Ekonomik krizin bunalttığı, bencilleştirdiği, AB düşüncesini sarstığı Avrupa giderek hırçınlaşıyor, tahammülsüzleşiyor, ulusal politikalara yöneliyor, aşırı sağı besliyor. Siyasi partiler, devletler kitleleri ortak düşmana yönlendiriyor. Bu ortak düşman üzerinden iktidar sağlanıyor, güvenlik politikaları geliştiriliyor. AB dünyaya model olma özelliğini hızla kaybediyor. Cumhurbaşkanı Abdullah Gül'ün “vizyonsuzlukla” suçladığı Avrupa her geçen gün daha da belirginleşiyor. 21. yüzyıl dünyasının gidişatına ters istikamette yol alan bir Avrupa izliyoruz.
İsviçre'deki referandum, Avrupa ortak kanaatini yansıtıyor. Yakında diğer ülkelerde de benzer yasa değişiklikleri, referandum girişimleri izleyeceğiz. İtalya'da Kuzey Ligi girişimini başlattı zaten. Özellikle Kıta Avrupası'nda bunun yeni örneklerini izleyeceğiz. Ardından İslam ve Müslümanlar konulu yeni, kısır, önyargılı, sığ tartışmalar izleyeceğiz. Bu duruma en fazla biz değil, AB'nin geleceğini düşünen Avrupalılar üzülecek.
Açık konuşalım: AB bu yönde devam ederse bizim için bir örnek olmayacak. Türkiye ve Müslüman dünya hesaplarını yeniden yapmak zorunda. Böyle de oluyor, “kayıtsız şartsız AB” yaklaşımı güç kaybediyor. Türkiye ve bölge ülkeleri hem kendi aralarında yakınlaşıyor hem de dünyanın başka bölgeleriyle, güçleriyle sağlam ilişkiler kuruyor.
Fransa'da yayınlanan La Monde Diplomatique; Haziran 2009 sayısında yer alan; “Türkiye AB'ye sırtını dönerse jeopolitik deprem yaşanacak”, “Türkleri hafife almayın. Türkiye'den, Batı'dan Doğu'ya ve Kuzey'e doğru jeopolitik bir kaymanın sesini duyan Obama, haklı olarak, kalktı bu ülkeye geldi. Brüksel, gıcırdayan tektonik plakaların uğursuz sesine kulak vermiş gibi görünmüyor. Türkiye artık kendini zengin adamın kapısında içeri alınmayı bekleyen biri gibi görmüyor. Brüksel tarafından geri çevrilirse gideceği daha pek çok yer var” şeklindeki cümleler aslında daha kapsamlı gerçekleri ortaya koyuyor.

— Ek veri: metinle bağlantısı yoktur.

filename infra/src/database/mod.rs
//! Database module - MySQL implementations using SQLx
//!
//! This module provides:
//! - Connection pool management and health checks
//! - Embedded schema migrations
//! - The transactional account store

pub mod connection;
pub mod mysql;


// Re-export commonly used types
pub use connection::{DatabasePool, PoolStatistics};
pub use mysql::MySqlAccountStore;
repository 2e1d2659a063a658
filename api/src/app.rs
//! Application factory
//!
//! Builds the actix-web `App` around an already wired `AppState`, so the
//! binary and the integration tests share one route table.

use actix_web::{
    body::MessageBody,
    dev::{ServiceFactory, ServiceRequest, ServiceResponse},
    error::JsonPayloadError,
    http::StatusCode,
    web, App, HttpRequest, HttpResponse,
};
use tracing_actix_web::TracingLogger;

use crate::dto::{ErrorResponse, ErrorResponseExt};
use crate::routes::account::{
    login::login,
    profile::{get_profile, update_profile},
    register::register,
    AppState,
};
use crate::routes::health::health_check;
use us_core::repositories::AccountStore;
use us_shared::error_codes;

/// Create and configure the application with all dependencies
pub fn create_app<S>(
    app_state: web::Data<AppState<S>>,
    max_payload_size: usize,
) -> App<
    impl ServiceFactory<
        ServiceRequest,
        Config = (),
        Response = ServiceResponse<impl MessageBody>,
        Error = actix_web::Error,
        InitError = (),
    >,
>
where
    S: AccountStore + 'static,
{
    let json_config = web::JsonConfig::default()
        .limit(max_payload_size)
        .error_handler(json_error_handler);

    App::new()
        .app_data(app_state)
        .app_data(json_config)
        .wrap(TracingLogger::default())
        .route("/health", web::get().to(health_check))
        .route("/register", web::post().to(register::<S>))
        .route("/login", web::post().to(login::<S>))
        .route("/profile", web::get().to(get_profile::<S>))
        .route("/profile", web::put().to(update_profile::<S>))
        .default_service(web::route().to(not_found))
}

/// Malformed or oversized JSON bodies answer 400 `invalid_request`
fn json_error_handler(err: JsonPayloadError, _req: &HttpRequest) -> actix_web::Error {
    tracing::warn!(reason = %err, "Rejected request body");

    let response = ErrorResponse::new(error_codes::INVALID_REQUEST, err.to_string())
        .to_response(StatusCode::BAD_REQUEST);
    actix_web::error::InternalError::from_response(err, response).into()
}

/// Default 404 handler
async fn not_found() -> HttpResponse {
    ErrorResponse::new(
        error_codes::NOT_FOUND,
        "The requested resource was not found",
    )
    .to_response(StatusCode::NOT_FOUND)
}
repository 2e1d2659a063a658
pub mod auth;
pub mod error;

pub use auth::*;
pub use error::{ErrorResponse, ErrorResponseExt};
//! MySQL implementations of the core storage traits

mod account_store_impl;

pub use account_store_impl::MySqlAccountStore;
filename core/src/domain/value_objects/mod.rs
//! Value objects returned by the authentication flows.

pub mod auth_result;

pub use auth_result::LoginResult;
use crate::errors::ValidationError;

pub const PHONE_NUMBER_MIN_LENGTH: usize = 10;
pub const PHONE_NUMBER_MAX_LENGTH: usize = 13;
pub const PHONE_NUMBER_PREFIX: &str = "+62";

pub const FULL_NAME_MIN_LENGTH: usize = 3;
pub const FULL_NAME_MAX_LENGTH: usize = 60;

pub const PASSWORD_MIN_LENGTH: usize = 6;
pub const PASSWORD_MAX_LENGTH: usize = 64;

/// Validation rules applied to registration and profile input
#[derive(Debug, Clone, Copy, Default)]
pub struct PasswordPolicy;

impl PasswordPolicy {
    pub fn new() -> Self {
        Self
    }

    /// Rejects any `(name, value)` pair whose value is empty
    ///
    /// All empty fields are reported together, before any format check runs.
    pub fn require_fields(&self, fields: &[(&str, &str)]) -> Result<(), ValidationError> {
        let missing: Vec<String> = fields
            .iter()
            .filter(|(_, value)| value.is_empty())
            .map(|(name, _)| name.to_string())
            .collect();

        if missing.is_empty() {
            Ok(())
        } else {
            Err(ValidationError::RequiredFields { fields: missing })
        }
    }

    /// Length in bytes first, then the country prefix
    pub fn validate_phone_number(&self, phone_number: &str) -> Result<(), ValidationError> {
        let len = phone_number.len();
        if !(PHONE_NUMBER_MIN_LENGTH..=PHONE_NUMBER_MAX_LENGTH).contains(&len) {
            return Err(ValidationError::PhoneNumberLength {
                min: PHONE_NUMBER_MIN_LENGTH,
                max: PHONE_NUMBER_MAX_LENGTH,
            });
        }

        if !phone_number.starts_with(PHONE_NUMBER_PREFIX) {
            return Err(ValidationError::PhoneNumberPrefix {
                prefix: PHONE_NUMBER_PREFIX.to_string(),
            });
        }

        Ok(())
    }

    pub fn validate_full_name(&self, full_name: &str) -> Result<(), ValidationError> {
        let len = full_name.len();
        if !(FULL_NAME_MIN_LENGTH..=FULL_NAME_MAX_LENGTH).contains(&len) {
            return Err(ValidationError::FullNameLength {
                min: FULL_NAME_MIN_LENGTH,
                max: FULL_NAME_MAX_LENGTH,
            });
        }
        Ok(())
    }

    /// Length bounds plus at least one uppercase, one numeric and one special character
    pub fn validate_password(&self, password: &str) -> Result<(), ValidationError> {
        // Byte length keeps every accepted password inside bcrypt's 72-byte input
        let len = password.len();
        if !(PASSWORD_MIN_LENGTH..=PASSWORD_MAX_LENGTH).contains(&len) {
            return Err(ValidationError::PasswordLength {
                min: PASSWORD_MIN_LENGTH,
                max: PASSWORD_MAX_LENGTH,
            });
        }

        let mut has_upper = false;
        let mut has_number = false;
        let mut has_special = false;

        // Each character lands in the first class it matches
        for c in password.chars() {
            if c.is_uppercase() {
                has_upper = true;
            } else if c.is_numeric() {
                has_number = true;
            } else if !c.is_alphabetic() {
                has_special = true;
            }
        }

        if has_upper && has_number && has_special {
            Ok(())
        } else {
            Err(ValidationError::PasswordFormat)
        }
    }

    /// Phone, then name, then password; the first failure wins
    pub fn validate_registration(
        &self,
        full_name: &str,
        phone_number: &str,
        password: &str,
    ) -> Result<(), ValidationError> {
        self.validate_phone_number(phone_number)?;
        self.validate_full_name(full_name)?;
        self.validate_password(password)
    }

    /// Phone, then name
    pub fn validate_profile(&self, full_name: &str, phone_number: &str) -> Result<(), ValidationError> {
        self.validate_phone_number(phone_number)?;
        self.validate_full_name(full_name)
    }
}
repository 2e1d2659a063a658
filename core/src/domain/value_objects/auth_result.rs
//! Login result value object.

use serde::{Deserialize, Serialize};

use crate::domain::entities::account::AccountId;

/// Outcome of a successful login: the account id and a signed token
#[derive(Debug, Clone, PartialEq, Eq, Serialize, Deserialize)]
pub struct LoginResult {
    pub id: AccountId,

    /// RS256 JWT carrying the account id
    pub token: String,
}

impl LoginResult {
    pub fn new(id: AccountId, token: String) -> Self {
        Self { id, token }
    }
}
//! Account entity and its companion login counter.

use std::fmt;
use std::str::FromStr;

use chrono::{DateTime, Utc};
use serde::{Deserialize, Serialize};

/// Snowflake identifier assigned to an account at registration
#[derive(Debug, Clone, Copy, PartialEq, Eq, Hash, PartialOrd, Ord, Serialize, Deserialize)]
#[serde(transparent)]
pub struct AccountId(u64);

impl AccountId {
    pub const fn new(value: u64) -> Self {
        Self(value)
    }

    pub const fn value(self) -> u64 {
        self.0
    }
}

impl From<u64> for AccountId {
    fn from(value: u64) -> Self {
        Self(value)
    }
}

impl From<AccountId> for u64 {
    fn from(id: AccountId) -> Self {
        id.0
    }
}

impl fmt::Display for AccountId {
    fn fmt(&self, f: &mut fmt::Formatter<'_>) -> fmt::Result {
        write!(f, "{}", self.0)
    }
}

impl FromStr for AccountId {
    type Err = std::num::ParseIntError;

    fn from_str(s: &str) -> Result<Self, Self::Err> {
        s.parse::<u64>().map(Self)
    }
}

/// A registered account
///
/// The password hash never leaves the service layer: it is skipped when
/// the entity is serialized.
#[derive(Debug, Clone, PartialEq, Eq, Serialize, Deserialize)]
pub struct Account {
    /// Generator-assigned identifier, immutable once created
    pub id: AccountId,

    /// Display name (3 to 60 characters)
    pub full_name: String,

    /// Phone number, unique across accounts
    pub phone_number: String,

    /// Bcrypt digest of the password
    #[serde(skip_serializing, default)]
    pub password_hash: String,

    pub created_at: DateTime<Utc>,

    pub updated_at: DateTime<Utc>,
}

impl Account {
    /// Creates a new account with fresh timestamps
    pub fn new(id: AccountId, full_name: String, phone_number: String, password_hash: String) -> Self {
        let now = Utc::now();
        Self {
            id,
            full_name,
            phone_number,
            password_hash,
            created_at: now,
            updated_at: now,
        }
    }

    /// Overwrites the editable profile fields
    pub fn update_profile(&mut self, full_name: String, phone_number: String) {
        self.full_name = full_name;
        self.phone_number = phone_number;
        self.updated_at = Utc::now();
    }

    /// Public view of the account
    pub fn profile(&self) -> Profile {
        Profile {
            full_name: self.full_name.clone(),
            phone_number: self.phone_number.clone(),
        }
    }
}

/// Number of successful logins recorded for an account
#[derive(Debug, Clone, Copy, PartialEq, Eq, Serialize, Deserialize)]
pub struct LoginCounter {
    pub account_id: AccountId,
    pub count: u64,
}

impl LoginCounter {
    /// Counter created alongside a new account
    pub fn new(account_id: AccountId) -> Self {
        Self { account_id, count: 0 }
    }

    pub fn increment(&mut self) {
        self.count += 1;
    }
}

/// Name and phone number returned by GetProfile
#[derive(Debug, Clone, PartialEq, Eq, Serialize, Deserialize)]
pub struct Profile {
    pub full_name: String,
    pub phone_number: String,
}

Türkiye'nin tam üyeliğine direnmelerinin tek sebebi bu ülkenin Müslüman oluşu. Gerisi hikaye. Avrupa, sadece Türkiye'ye karşı değil, kendi dışında herkese karşı artık! Bu yüzden İsviçre'deki minare yasağı, aşırı sağa kayan yeni Avrupa'nın ortak tavrını temsil ediyor. Bu yüzden minareye yasağına, başka Avrupa ülkelerinde yeni örnekler eklenecek. Bu yüzden minare yasağı ile Türkiye karşıtlığı aynı bakışı yansıtıyor, aynı adreslerden yönetiliyor.